Mid Atlantic to Serve as Trustee for Paychex’s PEP
Mid Atlantic is pleased to serve as the trustee for Paychex’s Pooled Employer Plan
Paychex Introduces a Pooled Employer Plan, A New Cost-Effective Retirement Plan for U.S. Businesses and Their Employees
Dow Jones Industrial Average and Russell 2000 Indexes ended November with the Largest Monthly Gains in More than 30 Years
Market Data as of Week Ending 12/04/2020 unless noted otherwise.
EQUITIES
U.S. stock prices advanced after the Dow Jones Industrial Average and Russell 2000 indexes ended November with the largest monthly gains in more than 30 years. Small and medium sized company stocks generally outperformed large company peers, while growth stocks lagged value counterparts.
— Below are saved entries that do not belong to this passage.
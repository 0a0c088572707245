use crate::{Rank, Suit};
use serde::{Deserialize, Serialize};
use std::fmt;

pub const BOARD_SIZE: usize = 10;

#[derive(Debug, Clone, Copy, Serialize, Deserialize, PartialEq, Eq, Hash, PartialOrd, Ord)]
#[serde(rename_all = "lowercase")]
pub enum ChipColor {
    Red,
    Blue,
    Green,
    Yellow,
}

impl ChipColor {
    pub const ALL: [ChipColor; 4] = [
        ChipColor::Red,
        ChipColor::Blue,
        ChipColor::Green,
        ChipColor::Yellow,
    ];

    pub fn id(self) -> &'static str {
        match self {
            ChipColor::Red => "red",
            ChipColor::Blue => "blue",
            ChipColor::Green => "green",
            ChipColor::Yellow => "yellow",
        }
    }
}

impl fmt::Display for ChipColor {
    fn fmt(&self, f: &mut fmt::Formatter<'_>) -> fmt::Result {
        f.write_str(self.id())
    }
}

#[derive(Debug, Clone, Copy, Serialize, Deserialize, PartialEq, Eq, Hash, PartialOrd, Ord)]
pub struct Position {
    pub row: usize,
    pub col: usize,
}

impl Position {
    pub const fn new(row: usize, col: usize) -> Self {
        Self { row, col }
    }

    pub fn in_bounds(self) -> bool {
        self.row < BOARD_SIZE && self.col < BOARD_SIZE
    }

    pub fn step(self, d_row: isize, d_col: isize, steps: usize) -> Option<Position> {
        let steps = steps as isize;
        let row = self.row as isize + d_row * steps;
        let col = self.col as isize + d_col * steps;
        if row < 0 || col < 0 {
            return None;
        }
        let pos = Position::new(row as usize, col as usize);
        pos.in_bounds().then_some(pos)
    }

    pub fn all() -> impl Iterator<Item = Position> {
        (0..BOARD_SIZE).flat_map(|row| (0..BOARD_SIZE).map(move |col| Position::new(row, col)))
    }
}

impl fmt::Display for Position {
    fn fmt(&self, f: &mut fmt::Formatter<'_>) -> fmt::Result {
        write!(f, "{},{}", self.row, self.col)
    }
}

#[derive(Debug, Clone, Serialize, Deserialize, PartialEq, Eq)]
pub struct Cell {
    pub id: String,
    pub row: usize,
    pub col: usize,
    pub rank: Rank,
    pub suit: Suit,
    pub is_corner: bool,
    pub is_royal_belt: bool,
    #[serde(default)]
    pub chip: Option<ChipColor>,
    #[serde(default)]
    pub is_capped: bool,
    #[serde(default)]
    pub score_ids: Vec<String>,
}

impl Cell {
    fn from_slot(pos: Position, slot: Option<(Rank, Suit)>) -> Self {
        let (rank, suit, is_corner) = match slot {
            Some((rank, suit)) => (rank, suit, false),
            None => (Rank::Joker, Suit::Joker, true),
        };
        Self {
            id: format!("cell-{}-{}", pos.row, pos.col),
            row: pos.row,
            col: pos.col,
            rank,
            suit,
            is_corner,
            is_royal_belt: rank.is_court(),
            chip: None,
            is_capped: false,
            score_ids: Vec::new(),
        }
    }

    pub fn position(&self) -> Position {
        Position::new(self.row, self.col)
    }

    pub fn is_occupied(&self) -> bool {
        self.chip.is_some()
    }

    pub fn matches(&self, color: ChipColor) -> bool {
        self.is_corner || self.chip == Some(color)
    }
}

#[derive(Debug, Clone, Serialize, Deserialize, PartialEq, Eq)]
pub struct Board {
    cells: Vec<Cell>,
}

impl Board {
    pub fn standard() -> Self {
        let cells = Position::all()
            .map(|pos| Cell::from_slot(pos, LAYOUT[pos.row][pos.col]))
            .collect();
        Self { cells }
    }

    pub fn reset(&mut self) {
        for cell in &mut self.cells {
            cell.chip = None;
            cell.is_capped = false;
            cell.score_ids.clear();
        }
    }

    pub fn cells(&self) -> impl Iterator<Item = &Cell> {
        self.cells.iter()
    }

    pub fn cell(&self, pos: Position) -> Option<&Cell> {
        if !pos.in_bounds() {
            return None;
        }
        self.cells.get(pos.row * BOARD_SIZE + pos.col)
    }

    pub fn cell_mut(&mut self, pos: Position) -> Option<&mut Cell> {
        if !pos.in_bounds() {
            return None;
        }
        self.cells.get_mut(pos.row * BOARD_SIZE + pos.col)
    }

    /// No-op off the board and on corners; corners never hold a chip.
    pub fn place_chip(&mut self, pos: Position, color: ChipColor) {
        match self.cell_mut(pos) {
            Some(cell) if !cell.is_corner => cell.chip = Some(color),
            _ => {}
        }
    }

    pub fn clear_chip(&mut self, pos: Position) {
        if let Some(cell) = self.cell_mut(pos) {
            cell.chip = None;
            cell.score_ids.clear();
        }
    }
}

impl Default for Board {
    fn default() -> Self {
        Self::standard()
    }
}

macro_rules! slot {
    ($rank:ident, $suit:ident) => {
        Some((Rank::$rank, Suit::$suit))
    };
}

// Corners are `None`. Rows 4 and 5 carry the court cards; the layout flips
// orientation across them.
const LAYOUT: [[Option<(Rank, Suit)>; BOARD_SIZE]; BOARD_SIZE] = [
    [
        None, slot!(Nine, Clubs), slot!(Eight, Hearts), slot!(Seven, Spades),
        slot!(Six, Diamonds), slot!(Five, Clubs), slot!(Four, Hearts), slot!(Three, Spades),
        slot!(Two, Diamonds), None,
    ],
    [
        slot!(Ten, Spades), slot!(Nine, Diamonds), slot!(Eight, Clubs), slot!(Seven, Hearts),
        slot!(Six, Spades), slot!(Five, Diamonds), slot!(Four, Clubs), slot!(Three, Hearts),
        slot!(Two, Spades), slot!(Ace, Diamonds),
    ],
    [
        slot!(Ten, Diamonds), slot!(Nine, Spades), slot!(Eight, Diamonds), slot!(Seven, Clubs),
        slot!(Six, Hearts), slot!(Five, Spades), slot!(Four, Diamonds), slot!(Three, Clubs),
        slot!(Two, Hearts), slot!(Ace, Clubs),
    ],
    [
        slot!(Ten, Clubs), slot!(Nine, Hearts), slot!(Eight, Spades), slot!(Seven, Diamonds),
        slot!(Six, Clubs), slot!(Five, Hearts), slot!(Four, Spades), slot!(Three, Diamonds),
        slot!(Two, Clubs), slot!(Ace, Hearts),
    ],
    [
        slot!(Ten, Hearts), slot!(King, Clubs), slot!(Queen, Diamonds), slot!(King, Spades),
        slot!(Queen, Hearts), slot!(Queen, Clubs), slot!(King, Diamonds), slot!(Queen, Spades),
        slot!(King, Hearts), slot!(Ace, Spades),
    ],
    [
        slot!(Ace, Clubs), slot!(King, Hearts), slot!(Queen, Clubs), slot!(King, Diamonds),
        slot!(Queen, Spades), slot!(Queen, Diamonds), slot!(King, Clubs), slot!(Queen, Hearts),
        slot!(King, Spades), slot!(Ten, Diamonds),
    ],
    [
        slot!(Ace, Diamonds), slot!(Two, Spades), slot!(Three, Hearts), slot!(Four, Clubs),
        slot!(Five, Diamonds), slot!(Six, Spades), slot!(Seven, Hearts), slot!(Eight, Clubs),
        slot!(Nine, Diamonds), slot!(Ten, Clubs),
    ],
    [
        slot!(Ace, Spades), slot!(Two, Diamonds), slot!(Three, Spades), slot!(Four, Hearts),
        slot!(Five, Clubs), slot!(Six, Diamonds), slot!(Seven, Spades), slot!(Eight, Hearts),
        slot!(Nine, Clubs), slot!(Ten, Hearts),
    ],
    [
        slot!(Ace, Hearts), slot!(Two, Clubs), slot!(Three, Diamonds), slot!(Four, Spades),
        slot!(Five, Hearts), slot!(Six, Clubs), slot!(Seven, Diamonds), slot!(Eight, Spades),
        slot!(Nine, Hearts), slot!(Ten, Spades),
    ],
    [
        None, slot!(Two, Hearts), slot!(Three, Clubs), slot!(Four, Diamonds),
        slot!(Five, Spades), slot!(Six, Hearts), slot!(Seven, Clubs), slot!(Eight, Diamonds),
        slot!(Nine, Spades), None,
    ],
];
Sector performance was mixed as energy led the market, followed by health care and information technology. Utilities and consumer discretionary were the only sectors that declined for the week. Developed foreign stocks in Europe and Asia lagged U.S stocks for the first time in several weeks, while Emerging Market stocks outperformed developed foreign markets.
BONDS
U.S. Treasury yields rose this past week as investors priced in the prospects for another round of fiscal stimulus. Since shorter term yields were stable, the spread between 10-year and 2-year treasuries reached its widest level since early 2018. High yield corporate bonds were once again the top performing asset class and government bonds lagged. Investment grade corporate bonds are yielding approximately 1.9% and high yield corporate bonds are yielding more than 4.5%.
MACROECONOMIC DATA
Economic data released during the week was generally weaker than expected. American businesses added 245,000 jobs in November which led to a decline in the unemployment rate to 6.7%. Despite reaching a post pandemic low in the unemployment rate, the report was disappointing since consensus expectations were for a gain of 460,000 jobs. Coronavirus continues to put pressure on Europe across a variety of measures. Consumer prices in the eurozone declined in November, which was the fourth consecutive month of consumer price declines and increases the risk of economic instability for the region.